PROBLEM REQUIREMENTS:
The answer should consist of each line below that contains the word "PropagationSummary".

Stored data entries:
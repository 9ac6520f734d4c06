use crate::{
    algorithm::adjacency::AdjacencyTable,
    algorithm::cache::{SupportCache, SupportKey},
    spatial::grid::WaveGrid,
};

/// Cell left with no possible pattern during propagation
#[derive(Debug, Clone, Copy, PartialEq, Eq)]
pub struct Contradiction {
    /// Wave row
    pub row: usize,
    /// Wave column
    pub col: usize,
    /// Outer iteration during which it was found
    pub iteration: usize,
}

/// Last-in-first-out worklist of cells whose neighbors need re-checking
///
/// Membership is deduplicated through the grid's queued flags, so a cell
/// sits on the stack at most once at a time.
#[derive(Debug, Default)]
pub struct PropagationStack {
    stack: Vec<[usize; 2]>,
}

impl PropagationStack {
    /// Create an empty worklist
    pub const fn new() -> Self {
        Self { stack: Vec::new() }
    }

    /// Push a cell unless it is already queued
    ///
    /// Returns whether the cell was pushed
    pub fn enqueue(&mut self, grid: &mut WaveGrid, row: usize, col: usize) -> bool {
        if grid.mark_queued(row, col) {
            self.stack.push([row, col]);
            true
        } else {
            false
        }
    }

    /// Pop the most recently queued cell and clear its queued flag
    pub fn take_next(&mut self, grid: &mut WaveGrid) -> Option<[usize; 2]> {
        let [row, col] = self.stack.pop()?;
        grid.clear_queued(row, col);
        Some([row, col])
    }

    /// Drop every pending cell, clearing their queued flags
    pub fn clear(&mut self, grid: &mut WaveGrid) {
        for [row, col] in self.stack.drain(..) {
            grid.clear_queued(row, col);
        }
    }

    /// Check if the worklist is empty
    pub fn is_empty(&self) -> bool {
        self.stack.is_empty()
    }

    /// Get the number of pending cells
    pub fn len(&self) -> usize {
        self.stack.len()
    }
}

/// Work performed by one propagation drain
#[derive(Debug, Default, Clone, PartialEq, Eq)]
pub struct PropagationSummary {
    /// Cells popped from the worklist
    pub steps: usize,
    /// Patterns removed from neighbor cells
    pub eliminations: usize,
    /// Empty cells encountered, in pop order
    pub contradictions: Vec<Contradiction>,
}

/// Drain the worklist, narrowing neighbors until local consistency holds
///
/// For each popped cell and each offset, a neighbor pattern survives only if
/// some pattern still possible in the popped cell allows it at that offset.
/// Observed and out-of-grid neighbors are skipped. Cells found empty are
/// reported and skipped; nothing is rolled back.
pub fn propagate(
    grid: &mut WaveGrid,
    table: &AdjacencyTable,
    stack: &mut PropagationStack,
    cache: &mut SupportCache,
    iteration: usize,
) -> PropagationSummary {
    let mut summary = PropagationSummary::default();

    while let Some([row, col]) = stack.take_next(grid) {
        summary.steps += 1;

        let Some(sources) = grid.possibilities(row, col).cloned() else {
            continue;
        };
        if sources.is_empty() {
            summary.contradictions.push(Contradiction {
                row,
                col,
                iteration,
            });
            continue;
        }

        for (offset_index, &offset) in table.offsets().iter().enumerate() {
            let Some([neighbor_row, neighbor_col]) = grid.neighbor(row, col, offset) else {
                continue;
            };
            if grid.is_observed(neighbor_row, neighbor_col) {
                continue;
            }

            let allowed = cache
                .get_or_compute_support(SupportKey::new(&sources, offset_index), || {
                    table.support(&sources, offset_index)
                });
            let removed = grid.restrict(neighbor_row, neighbor_col, allowed);

            if removed > 0 {
                summary.eliminations += removed;
                stack.enqueue(grid, neighbor_row, neighbor_col);
            }
        }
    }

    summary
}
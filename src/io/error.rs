//! Error types for pattern extraction, configuration and image I/O

use std::fmt;
use std::path::PathBuf;

/// Main error type for all synthesis operations
#[derive(Debug)]
pub enum SynthesisError {
    /// Failed to load a tile image from the filesystem
    ImageLoad {
        /// Path to the image file
        path: PathBuf,
        /// Underlying image loading error
        source: image::ImageError,
    },

    /// No tiles were supplied to pattern extraction
    EmptyTileSet,

    /// A tile cannot hold a single pattern window
    TileTooSmall {
        /// Position of the tile in the supplied sequence
        index: usize,
        /// Tile height in pixels
        height: usize,
        /// Tile width in pixels
        width: usize,
        /// Requested pattern dimension
        dim: usize,
    },

    /// Source data doesn't meet algorithm requirements
    InvalidSourceData {
        /// Description of what's wrong with the source data
        reason: String,
    },

    /// Configuration parameter validation failed
    InvalidParameter {
        /// Name of the invalid parameter
        parameter: &'static str,
        /// Provided value that failed validation
        value: String,
        /// Explanation of why the value is invalid
        reason: String,
    },

    /// A wave cell cannot be collapsed as requested
    InvalidCell {
        /// Wave row
        row: usize,
        /// Wave column
        col: usize,
        /// Why the cell was rejected
        reason: &'static str,
    },

    /// Failed to save a generated image to disk
    ImageExport {
        /// Path where export was attempted
        path: PathBuf,
        /// Underlying image export error
        source: image::ImageError,
    },

    /// General file system operation failure
    FileSystem {
        /// Path involved in the operation
        path: PathBuf,
        /// Description of the operation that failed
        operation: &'static str,
        /// Underlying I/O error
        source: std::io::Error,
    },
}

impl fmt::Display for SynthesisError {
    fn fmt(&self, f: &mut fmt::Formatter<'_>) -> fmt::Result {
        match self {
            Self::ImageLoad { path, source } => {
                write!(f, "Failed to load image '{}': {source}", path.display())
            }
            Self::EmptyTileSet => write!(f, "No tiles were supplied for pattern extraction"),
            Self::TileTooSmall {
                index,
                height,
                width,
                dim,
            } => {
                write!(
                    f,
                    "Tile {index} is {height}x{width}, smaller than the {dim}x{dim} pattern size"
                )
            }
            Self::InvalidSourceData { reason } => {
                write!(f, "Invalid source data: {reason}")
            }
            Self::InvalidParameter {
                parameter,
                value,
                reason,
            } => {
                write!(f, "Invalid parameter '{parameter}' = '{value}': {reason}")
            }
            Self::InvalidCell { row, col, reason } => {
                write!(f, "Cannot collapse wave cell ({row}, {col}): {reason}")
            }
            Self::ImageExport { path, source } => {
                write!(
                    f,
                    "Failed to export image to '{}': {source}",
                    path.display()
                )
            }
            Self::FileSystem {
                path,
                operation,
                source,
            } => {
                write!(
                    f,
                    "File system error during {operation} on '{}': {source}",
                    path.display()
                )
            }
        }
    }
}

impl std::error::Error for SynthesisError {
    fn source(&self) -> Option<&(dyn std::error::Error + 'static)> {
        match self {
            Self::ImageLoad { source, .. } | Self::ImageExport { source, .. } => Some(source),
            Self::FileSystem { source, .. } => Some(source),
            _ => None,
        }
    }
}

/// Convenience type alias for synthesis results
pub type Result<T> = std::result::Result<T, SynthesisError>;

/// Create an invalid parameter error
pub fn invalid_parameter(
    parameter: &'static str,
    value: &impl ToString,
    reason: &impl ToString,
) -> SynthesisError {
    SynthesisError::InvalidParameter {
        parameter,
        value: value.to_string(),
        reason: reason.to_string(),
    }
}

/// Create an error for a bad input or output path
pub fn io_error(msg: &str) -> SynthesisError {
    SynthesisError::InvalidParameter {
        parameter: "path",
        value: String::new(),
        reason: msg.to_string(),
    }
}
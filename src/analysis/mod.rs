//! Analysis of example tiles into weighted overlapping patterns

/// Pattern extraction, deduplication and frequency counting
pub mod patterns;
use crate::{
    algorithm::adjacency::AdjacencyTable,
    algorithm::cache::SupportCache,
    algorithm::propagation::{Contradiction, PropagationStack, propagate},
    algorithm::selection::{Heuristic, RandomSelector, select_lowest_uncertainty},
    analysis::patterns::PatternLibrary,
    io::configuration::{
        DEFAULT_OUTPUT_SIZE, DEFAULT_PATTERN_DIM, DEFAULT_SEED, MAX_OUTPUT_DIMENSION,
        MIN_PATTERN_DIM,
    },
    io::error::{Result, SynthesisError, invalid_parameter},
    io::render::render,
    spatial::grid::WaveGrid,
    spatial::neighborhood::{Neighborhood, Offset},
    spatial::tiles::Tile,
};
use ndarray::Array3;
use rand::{Rng, SeedableRng, rngs::StdRng};

/// Parameters controlling pattern extraction and generation
#[derive(Clone, Debug, PartialEq, Eq)]
pub struct GenerationConfig {
    /// Output image size as (height, width) in pixels
    pub output_shape: (usize, usize),
    /// Side length of extracted patterns
    pub pattern_dim: usize,
    /// Whether to include rotated versions of patterns
    pub include_rotations: bool,
    /// Whether to include mirrored versions of patterns
    pub include_reflections: bool,
    /// Neighbor offsets that constrain adjacent cells
    pub neighborhood: Neighborhood,
    /// Cell uncertainty measure used for selection
    pub heuristic: Heuristic,
    /// Maximum number of probabilistic collapses per pass
    pub iteration_limit: Option<usize>,
    /// Collapse a uniformly random cell first instead of the first candidate
    pub random_start: bool,
    /// Seed for the pattern draws
    pub seed: u64,
}

impl Default for GenerationConfig {
    fn default() -> Self {
        Self {
            output_shape: (DEFAULT_OUTPUT_SIZE, DEFAULT_OUTPUT_SIZE),
            pattern_dim: DEFAULT_PATTERN_DIM,
            include_rotations: false,
            include_reflections: false,
            neighborhood: Neighborhood::Compact,
            heuristic: Heuristic::RemainingPatterns,
            iteration_limit: None,
            random_start: false,
            seed: DEFAULT_SEED,
        }
    }
}

impl GenerationConfig {
    /// Validate the configuration and resolve its neighbor offsets
    ///
    /// # Errors
    ///
    /// Returns an error if:
    /// - The pattern dimension is below the minimum
    /// - The output shape is smaller than one pattern or above the size limit
    /// - A custom neighborhood is invalid for the pattern dimension
    pub fn validate(&self) -> Result<Vec<Offset>> {
        if self.pattern_dim < MIN_PATTERN_DIM {
            return Err(invalid_parameter(
                "pattern_dim",
                &self.pattern_dim,
                &format!("must be at least {MIN_PATTERN_DIM}"),
            ));
        }

        let (height, width) = self.output_shape;
        for (parameter, value) in [("output_height", height), ("output_width", width)] {
            if value < self.pattern_dim {
                return Err(invalid_parameter(
                    parameter,
                    &value,
                    &format!("must be at least the pattern dimension {}", self.pattern_dim),
                ));
            }
            if value > MAX_OUTPUT_DIMENSION {
                return Err(invalid_parameter(
                    parameter,
                    &value,
                    &format!("must not exceed {MAX_OUTPUT_DIMENSION}"),
                ));
            }
        }

        self.neighborhood.offsets(self.pattern_dim)
    }

    /// Wave grid shape as (rows, cols) for this output shape
    pub const fn wave_shape(&self) -> (usize, usize) {
        (
            self.output_shape.0 + 1 - self.pattern_dim,
            self.output_shape.1 + 1 - self.pattern_dim,
        )
    }
}

/// Why a generation pass stopped
#[derive(Clone, Copy, Debug, PartialEq, Eq)]
pub enum Termination {
    /// No undetermined cell with a possible pattern remains
    Completed,
    /// The iteration limit was reached with candidates left
    IterationLimit,
}

/// Diagnostics accumulated over one generation pass
#[derive(Clone, Debug, Default, PartialEq, Eq)]
pub struct GenerationReport {
    /// Set once the pass has stopped
    pub termination: Option<Termination>,
    /// Probabilistic collapses performed
    pub collapses: usize,
    /// Cells popped from the propagation worklist
    pub propagation_steps: usize,
    /// Patterns removed by propagation
    pub eliminations: usize,
    /// Cells found empty, in discovery order
    pub contradictions: Vec<Contradiction>,
}

impl GenerationReport {
    /// Whether the pass ended with every cell resolved and no contradiction
    pub fn is_clean(&self) -> bool {
        self.termination == Some(Termination::Completed) && self.contradictions.is_empty()
    }
}

/// Rendered pixels and diagnostics of a finished pass
#[derive(Clone, Debug)]
pub struct Generation {
    /// RGB buffer of the configured output shape
    pub pixels: Array3<u8>,
    /// Diagnostics for the pass
    pub report: GenerationReport,
}

/// Validated configuration with its pattern library and adjacency table
///
/// Built once, then shared read-only by any number of collapse engines.
#[derive(Clone, Debug)]
pub struct Synthesizer {
    config: GenerationConfig,
    library: PatternLibrary,
    table: AdjacencyTable,
}

impl Synthesizer {
    /// Extract patterns from the tiles and precompute their adjacency
    ///
    /// # Errors
    ///
    /// Returns an error if:
    /// - The configuration fails validation
    /// - No tiles were supplied, or a tile is smaller than the pattern size
    pub fn new(tiles: &[Tile], config: GenerationConfig) -> Result<Self> {
        let offsets = config.validate()?;
        let library = PatternLibrary::extract(
            tiles,
            config.pattern_dim,
            config.include_rotations,
            config.include_reflections,
        )?;
        let table = AdjacencyTable::build(&library, &offsets);

        Ok(Self {
            config,
            library,
            table,
        })
    }

    /// The validated configuration
    pub const fn config(&self) -> &GenerationConfig {
        &self.config
    }

    /// Extracted patterns and their frequencies
    pub const fn library(&self) -> &PatternLibrary {
        &self.library
    }

    /// Pattern compatibility table
    pub const fn table(&self) -> &AdjacencyTable {
        &self.table
    }

    /// Engine seeded from the configured seed
    pub fn engine(&self) -> CollapseEngine<'_, StdRng> {
        self.engine_with_seed(self.config.seed)
    }

    /// Engine seeded from an explicit seed
    pub fn engine_with_seed(&self, seed: u64) -> CollapseEngine<'_, StdRng> {
        self.engine_with_rng(StdRng::seed_from_u64(seed))
    }

    /// Engine drawing from a caller-supplied random source
    pub fn engine_with_rng<R: Rng>(&self, rng: R) -> CollapseEngine<'_, R> {
        CollapseEngine::new(&self.library, &self.table, &self.config, rng)
    }

    /// Run one pass with the configured seed and render it
    pub fn generate(&self) -> Generation {
        self.generate_with_seed(self.config.seed)
    }

    /// Run one pass with an explicit seed and render it
    pub fn generate_with_seed(&self, seed: u64) -> Generation {
        let mut engine = self.engine_with_seed(seed);
        engine.run();
        Generation {
            pixels: engine.render(),
            report: engine.report().clone(),
        }
    }
}

/// Wave function collapse loop over a single wave grid
///
/// Alternates selection of the least uncertain cell, a frequency-weighted
/// collapse of that cell, and constraint propagation, until no candidate cell
/// remains or the iteration limit is reached. Contradictions are recorded and
/// left in place.
pub struct CollapseEngine<'a, R = StdRng> {
    library: &'a PatternLibrary,
    table: &'a AdjacencyTable,
    heuristic: Heuristic,
    iteration_limit: Option<usize>,
    random_start: bool,
    grid: WaveGrid,
    stack: PropagationStack,
    cache: SupportCache,
    selector: RandomSelector<R>,
    iteration: usize,
    report: GenerationReport,
}

impl<'a, R: Rng> CollapseEngine<'a, R> {
    /// Create an engine with every cell in full superposition
    ///
    /// `config` must be the configuration the library and table were built
    /// from; engines are handed out by [`Synthesizer`] to keep them in step.
    pub(crate) fn new(
        library: &'a PatternLibrary,
        table: &'a AdjacencyTable,
        config: &GenerationConfig,
        rng: R,
    ) -> Self {
        let (rows, cols) = config.wave_shape();
        Self {
            library,
            table,
            heuristic: config.heuristic,
            iteration_limit: config.iteration_limit,
            random_start: config.random_start,
            grid: WaveGrid::new(rows, cols, library.len()),
            stack: PropagationStack::new(),
            cache: SupportCache::new(),
            selector: RandomSelector::from_rng(rng),
            iteration: 0,
            report: GenerationReport::default(),
        }
    }

    /// Access the wave grid
    pub const fn grid(&self) -> &WaveGrid {
        &self.grid
    }

    /// Diagnostics so far
    pub const fn report(&self) -> &GenerationReport {
        &self.report
    }

    /// Support cache statistics and contents
    pub const fn cache(&self) -> &SupportCache {
        &self.cache
    }

    /// Completed outer iterations
    pub const fn iteration(&self) -> usize {
        self.iteration
    }

    /// Whether the pass has stopped
    pub const fn is_finished(&self) -> bool {
        self.report.termination.is_some()
    }

    /// Number of cells fixed to a single pattern
    pub fn resolved_cells(&self) -> usize {
        self.grid.observed_count()
    }

    /// Start a fresh pass on the same patterns, keeping the random stream
    pub fn reset(&mut self) {
        self.stack.clear(&mut self.grid);
        self.grid.all_possible();
        self.iteration = 0;
        self.report = GenerationReport::default();
    }

    /// Execute one select, collapse and propagate cycle
    ///
    /// Returns false once the pass has stopped.
    pub fn run_iteration(&mut self) -> bool {
        if self.is_finished() {
            return false;
        }

        let candidate = if self.random_start && self.iteration == 0 {
            self.random_cell()
        } else {
            select_lowest_uncertainty(&self.grid, self.heuristic, self.library.counts())
        };

        let Some([row, col]) = candidate else {
            self.report.termination = Some(Termination::Completed);
            return false;
        };

        if self
            .iteration_limit
            .is_some_and(|limit| self.iteration >= limit)
        {
            self.report.termination = Some(Termination::IterationLimit);
            return false;
        }

        self.observe(row, col);
        self.iteration += 1;
        true
    }

    /// Run until the pass stops
    pub fn run(&mut self) -> Termination {
        while self.run_iteration() {}
        self.report.termination.unwrap_or(Termination::Completed)
    }

    /// Collapse a chosen cell and propagate, outside the selection order
    ///
    /// Counts as one iteration.
    ///
    /// # Errors
    ///
    /// Returns an error if the cell is outside the grid, already observed, or
    /// holds no possible pattern
    pub fn collapse_at(&mut self, row: usize, col: usize) -> Result<usize> {
        if !self.grid.contains(row, col) {
            return Err(SynthesisError::InvalidCell {
                row,
                col,
                reason: "outside the wave grid",
            });
        }
        if self.grid.is_observed(row, col) {
            return Err(SynthesisError::InvalidCell {
                row,
                col,
                reason: "already observed",
            });
        }
        if self.grid.is_contradiction(row, col) {
            return Err(SynthesisError::InvalidCell {
                row,
                col,
                reason: "no pattern remains possible",
            });
        }

        let pattern = self.observe(row, col).ok_or(SynthesisError::InvalidCell {
            row,
            col,
            reason: "no pattern could be drawn",
        })?;
        self.iteration += 1;
        Ok(pattern)
    }

    /// Render the current state of the wave
    pub fn render(&self) -> Array3<u8> {
        render(&self.grid, self.library)
    }

    /// Consume the engine, keeping its grid and report
    pub fn into_parts(self) -> (WaveGrid, GenerationReport) {
        (self.grid, self.report)
    }

    fn random_cell(&mut self) -> Option<[usize; 2]> {
        let index = self.selector.index_below(self.grid.cell_count())?;
        let cols = self.grid.cols();
        Some([index / cols, index % cols])
    }

    /// Draw a pattern for the cell weighted by frequency, fix it, propagate
    fn observe(&mut self, row: usize, col: usize) -> Option<usize> {
        let candidates = self.grid.possible_patterns(row, col);
        let weights: Vec<usize> = candidates
            .iter()
            .map(|&pattern| self.library.count(pattern))
            .collect();
        let pattern = self.selector.weighted_choice(&candidates, &weights)?;

        self.grid.fix(row, col, pattern);
        self.stack.enqueue(&mut self.grid, row, col);
        self.report.collapses += 1;

        let summary = propagate(
            &mut self.grid,
            self.table,
            &mut self.stack,
            &mut self.cache,
            self.iteration,
        );
        self.report.propagation_steps += summary.steps;
        self.report.eliminations += summary.eliminations;
        self.report.contradictions.extend(summary.contradictions);

        Some(pattern)
    }
}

PROBLEM SOLUTION:
pub struct PropagationSummary {
) -> PropagationSummary {
    let mut summary = PropagationSummary::default();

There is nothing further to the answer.